The most impressive part of the castle is its 2 towers called Tour des Minimes and Tour Heurtault, which don’t have stairs inside, but instead a gentle slope. This was done so that horses could mount directly inside the chateau to the upper level terrasse, without their riders having to dismount.

Château d'Amboise from the back

The 2 circular towers have a large entrance directly on the quai where soldiers on horseback and even large carriages can enter mount up to where the garden terrace is.

The Gardens

Because the castle is built directly on the banks of the Loire river, the gardens of the castle are on a terrace overlooking the quai of the Loire.

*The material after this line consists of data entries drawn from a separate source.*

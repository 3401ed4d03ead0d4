//! Minimal auth-flow pages.
//!
//! The dashboard frontend owns the real UI; these shells exist so the
//! gate's redirect target always resolves, including when the gateway
//! runs standalone.

use axum::response::Html;

const SIGNIN_PAGE: &str = r#"<!doctype html>
<html lang="en">
<head><meta charset="utf-8"><title>Sign in</title></head>
<body>
<form method="post" action="/api/login" id="signin">
  <label>Username <input name="username" autocomplete="username"></label>
  <label>Password <input name="password" type="password" autocomplete="current-password"></label>
  <button type="submit">Sign in</button>
</form>
</body>
</html>
"#;

const SIGNUP_PAGE: &str = r#"<!doctype html>
<html lang="en">
<head><meta charset="utf-8"><title>Sign up</title></head>
<body><p>Accounts are managed in the CMS backend.</p></body>
</html>
"#;

const RESET_PASSWORD_PAGE: &str = r#"<!doctype html>
<html lang="en">
<head><meta charset="utf-8"><title>Reset password</title></head>
<body><p>Password resets are handled by the CMS backend.</p></body>
</html>
"#;

/// GET /signin
pub async fn signin() -> Html<&'static str> {
    Html(SIGNIN_PAGE)
}

/// GET /signup
pub async fn signup() -> Html<&'static str> {
    Html(SIGNUP_PAGE)
}

/// GET /reset-password
pub async fn reset_password() -> Html<&'static str> {
    Html(RESET_PASSWORD_PAGE)
}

Garden at Château d'Amboise
Garden at Château d’Amboise

Compared to the other châteaux of the Loire like Chenonceau, Chambord, Chaumont, Cheverny or Villandry, the gardens at Château d’Amboise are rather small since the castle is surrounded by the town.

There are however beautiful views of the river Loire from the quai into the far countryside.

View of the river Loire from Château d'Amboise
View of the river Loire from Château d’Amboise

How to get to there?

The Château d’Amboise is quite accessible from Paris by car and by train. It takes approximately 2h15 to drive from Paris depending on traffic. By train, you can take a TER train from Paris’s Austerlitz station to Orlèans and then change trains to Amboise. The trip is approximately 2h30 minutes.

You can also take a tour that will have you there and back in style. There are several tours that combine with other châteaux in the area as well as vineyards to make the most of your day. You can see various tour options here.

Where should you stay?

The center of Amboise is right next to the Château d’Amboise, so I recommend staying in the area. There are also several hotels around a handful of small bars and restaurants in this area for nightlife.